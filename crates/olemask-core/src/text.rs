use std::collections::BTreeSet;
use std::ops::Range;
use std::sync::{Mutex, OnceLock};

use encoding_rs::{
    CoderResult, Encoding, BIG5, EUC_KR, GBK, SHIFT_JIS, UTF_8, WINDOWS_1250, WINDOWS_1251,
    WINDOWS_1252, WINDOWS_1253, WINDOWS_1254, WINDOWS_1255, WINDOWS_1256, WINDOWS_1257,
    WINDOWS_1258, WINDOWS_874,
};

/// How a run of text bytes is encoded.
#[derive(Debug, Clone, Copy, PartialEq, Eq, Hash)]
pub enum TextEncoding {
    Utf16Le,
    /// A Windows code page (`949`, `1252`, ...). Unknown code pages decode byte-for-byte.
    Codepage(u16),
}

/// Where one decoded character lives in the buffer it was decoded from.
#[derive(Debug, Clone, Copy, PartialEq, Eq)]
pub struct CharSlot {
    pub start: usize,
    pub len: usize,
    pub encoding: TextEncoding,
}

impl CharSlot {
    pub fn end(&self) -> usize {
        self.start + self.len
    }

    pub fn range(&self) -> Range<usize> {
        self.start..self.end()
    }
}

/// Decoded text plus the byte slot of every character.
///
/// `slots.len()` always equals `text.chars().count()`. Slots are buffer-relative and need not be
/// contiguous: text stitched together from several record fragments keeps each character's
/// original position.
#[derive(Debug, Clone, Default, PartialEq, Eq)]
pub struct DecodedText {
    pub text: String,
    pub slots: Vec<CharSlot>,
}

impl DecodedText {
    pub fn new() -> Self {
        Self::default()
    }

    /// Decode `bytes` found at `base` in some buffer.
    pub fn decode(bytes: &[u8], base: usize, encoding: TextEncoding) -> Self {
        match encoding {
            TextEncoding::Utf16Le => decode_utf16le_indexed(bytes, base),
            TextEncoding::Codepage(cp) => decode_codepage_indexed(bytes, base, cp),
        }
    }

    pub fn push(&mut self, ch: char, slot: CharSlot) {
        self.text.push(ch);
        self.slots.push(slot);
    }

    pub fn append(&mut self, other: DecodedText) {
        self.text.push_str(&other.text);
        self.slots.extend(other.slots);
    }

    pub fn char_len(&self) -> usize {
        self.slots.len()
    }

    pub fn is_empty(&self) -> bool {
        self.slots.is_empty()
    }
}

impl FromIterator<(char, CharSlot)> for DecodedText {
    fn from_iter<I: IntoIterator<Item = (char, CharSlot)>>(iter: I) -> Self {
        let mut out = DecodedText::new();
        for (ch, slot) in iter {
            out.push(ch, slot);
        }
        out
    }
}

pub fn encoding_for_codepage(codepage: u16) -> Option<&'static Encoding> {
    Some(match codepage as u32 {
        874 => WINDOWS_874,
        932 => SHIFT_JIS,
        936 => GBK,
        949 => EUC_KR,
        950 => BIG5,
        1250 => WINDOWS_1250,
        1251 => WINDOWS_1251,
        1252 => WINDOWS_1252,
        1253 => WINDOWS_1253,
        1254 => WINDOWS_1254,
        1255 => WINDOWS_1255,
        1256 => WINDOWS_1256,
        1257 => WINDOWS_1257,
        1258 => WINDOWS_1258,
        65001 => UTF_8,
        _ => return None,
    })
}

pub fn decode_ansi(codepage: u16, bytes: &[u8]) -> String {
    if let Some(encoding) = encoding_for_codepage(codepage) {
        let (cow, _) = encoding.decode_without_bom_handling(bytes);
        return cow.into_owned();
    }

    warn_unsupported_codepage(codepage);

    // Lossless byte-to-Unicode mapping (ISO-8859-1-ish) keeps ASCII intact.
    bytes.iter().copied().map(char::from).collect()
}

fn warn_unsupported_codepage(codepage: u16) {
    static WARNED: OnceLock<Mutex<BTreeSet<u16>>> = OnceLock::new();

    let warned = WARNED.get_or_init(|| Mutex::new(BTreeSet::new()));
    let mut warned = match warned.lock() {
        Ok(guard) => guard,
        Err(poisoned) => poisoned.into_inner(),
    };

    if warned.insert(codepage) {
        log::warn!(
            "unsupported code page {codepage}; decoding 8-bit text using lossless byte-to-Unicode mapping"
        );
    }
}

/// Decode UTF-16LE, recording a slot per character. Unpaired surrogates become U+FFFD over their
/// own code unit; a trailing odd byte belongs to no slot.
pub fn decode_utf16le_indexed(bytes: &[u8], base: usize) -> DecodedText {
    let units = bytes
        .chunks_exact(2)
        .map(|pair| u16::from_le_bytes([pair[0], pair[1]]));

    let mut out = DecodedText::new();
    let mut unit_pos = 0usize;
    for decoded in char::decode_utf16(units) {
        let (ch, units_used) = match decoded {
            Ok(ch) => (ch, ch.len_utf16()),
            Err(_) => (char::REPLACEMENT_CHARACTER, 1),
        };
        out.push(
            ch,
            CharSlot {
                start: base + unit_pos * 2,
                len: units_used * 2,
                encoding: TextEncoding::Utf16Le,
            },
        );
        unit_pos += units_used;
    }
    out
}

/// Decode 8-bit/DBCS text in `codepage`, recording a slot per character.
///
/// Malformed sequences decode to U+FFFD; every input byte ends up inside exactly one slot.
pub fn decode_codepage_indexed(bytes: &[u8], base: usize, codepage: u16) -> DecodedText {
    let tag = TextEncoding::Codepage(codepage);
    let one_byte = |i: usize| CharSlot {
        start: base + i,
        len: 1,
        encoding: tag,
    };

    let Some(encoding) = encoding_for_codepage(codepage) else {
        warn_unsupported_codepage(codepage);
        return bytes
            .iter()
            .enumerate()
            .map(|(i, &b)| (char::from(b), one_byte(i)))
            .collect();
    };

    if encoding.is_single_byte() {
        let (cow, _) = encoding.decode_without_bom_handling(bytes);
        if cow.chars().count() == bytes.len() {
            return cow
                .chars()
                .enumerate()
                .map(|(i, ch)| (ch, one_byte(i)))
                .collect();
        }
    }

    // Feed the decoder one byte at a time and attribute each emitted character to the bytes
    // consumed since the previous emission.
    let mut decoder = encoding.new_decoder_without_bom_handling();
    let mut out = DecodedText::new();
    let mut scratch = String::with_capacity(32);
    let mut pending_start = 0usize;

    for (i, byte) in bytes.iter().enumerate() {
        let last = i + 1 == bytes.len();
        scratch.clear();
        let mut src = std::slice::from_ref(byte);
        loop {
            let (result, read, _) = decoder.decode_to_string(src, &mut scratch, last);
            src = &src[read..];
            match result {
                CoderResult::InputEmpty => break,
                CoderResult::OutputFull => scratch.reserve(16),
            }
        }

        let emitted: Vec<char> = scratch.chars().collect();
        let Some((&final_char, leading)) = emitted.split_last() else {
            continue;
        };
        if leading.is_empty() {
            out.push(
                final_char,
                CharSlot {
                    start: base + pending_start,
                    len: i + 1 - pending_start,
                    encoding: tag,
                },
            );
        } else {
            // A malformed prefix flushed together with the current byte's character.
            for (n, &ch) in leading.iter().enumerate() {
                let (start, len) = if n == 0 {
                    (pending_start, i - pending_start)
                } else {
                    (i, 0)
                };
                out.push(
                    ch,
                    CharSlot {
                        start: base + start,
                        len,
                        encoding: tag,
                    },
                );
            }
            out.push(final_char, one_byte(i));
        }
        pending_start = i + 1;
    }
    out
}

/// Encode a single character. Characters the code page cannot represent encode to nothing.
pub fn encode_char(ch: char, encoding: TextEncoding) -> Vec<u8> {
    match encoding {
        TextEncoding::Utf16Le => {
            let mut units = [0u16; 2];
            ch.encode_utf16(&mut units)
                .iter()
                .flat_map(|unit| unit.to_le_bytes())
                .collect()
        }
        TextEncoding::Codepage(cp) => match encoding_for_codepage(cp) {
            Some(encoding) => {
                let mut buf = [0u8; 4];
                let (bytes, _, had_errors) = encoding.encode(ch.encode_utf8(&mut buf));
                if had_errors {
                    Vec::new()
                } else {
                    bytes.into_owned()
                }
            }
            None => u8::try_from(u32::from(ch))
                .map(|b| vec![b])
                .unwrap_or_default(),
        },
    }
}

/// Fit an encoded character into exactly `width` bytes.
///
/// The encoding is repeated when it tiles `width` (one UTF-16 mask unit into a surrogate pair's
/// four bytes); anything else is filled with `pad`.
pub fn fit_to_width(encoded: &[u8], width: usize, pad: u8) -> Vec<u8> {
    if width == 0 {
        return Vec::new();
    }
    if !encoded.is_empty() && width % encoded.len() == 0 {
        return encoded.repeat(width / encoded.len());
    }
    vec![pad; width]
}

pub(crate) fn pad_byte_for(mask_char: char) -> u8 {
    if mask_char.is_ascii() {
        mask_char as u8
    } else {
        b'*'
    }
}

> **Problem details**: Among the entries above, the line containing "let last = i + 1 == bytes.len();", the line containing "src = &src[read..];", and all lines between them are to be restated word for word; nothing else belongs in the reply.

> **Result of the exercise**:
        let last = i + 1 == bytes.len();
        scratch.clear();
        let mut src = std::slice::from_ref(byte);
        loop {
            let (result, read, _) = decoder.decode_to_string(src, &mut scratch, last);
            src = &src[read..];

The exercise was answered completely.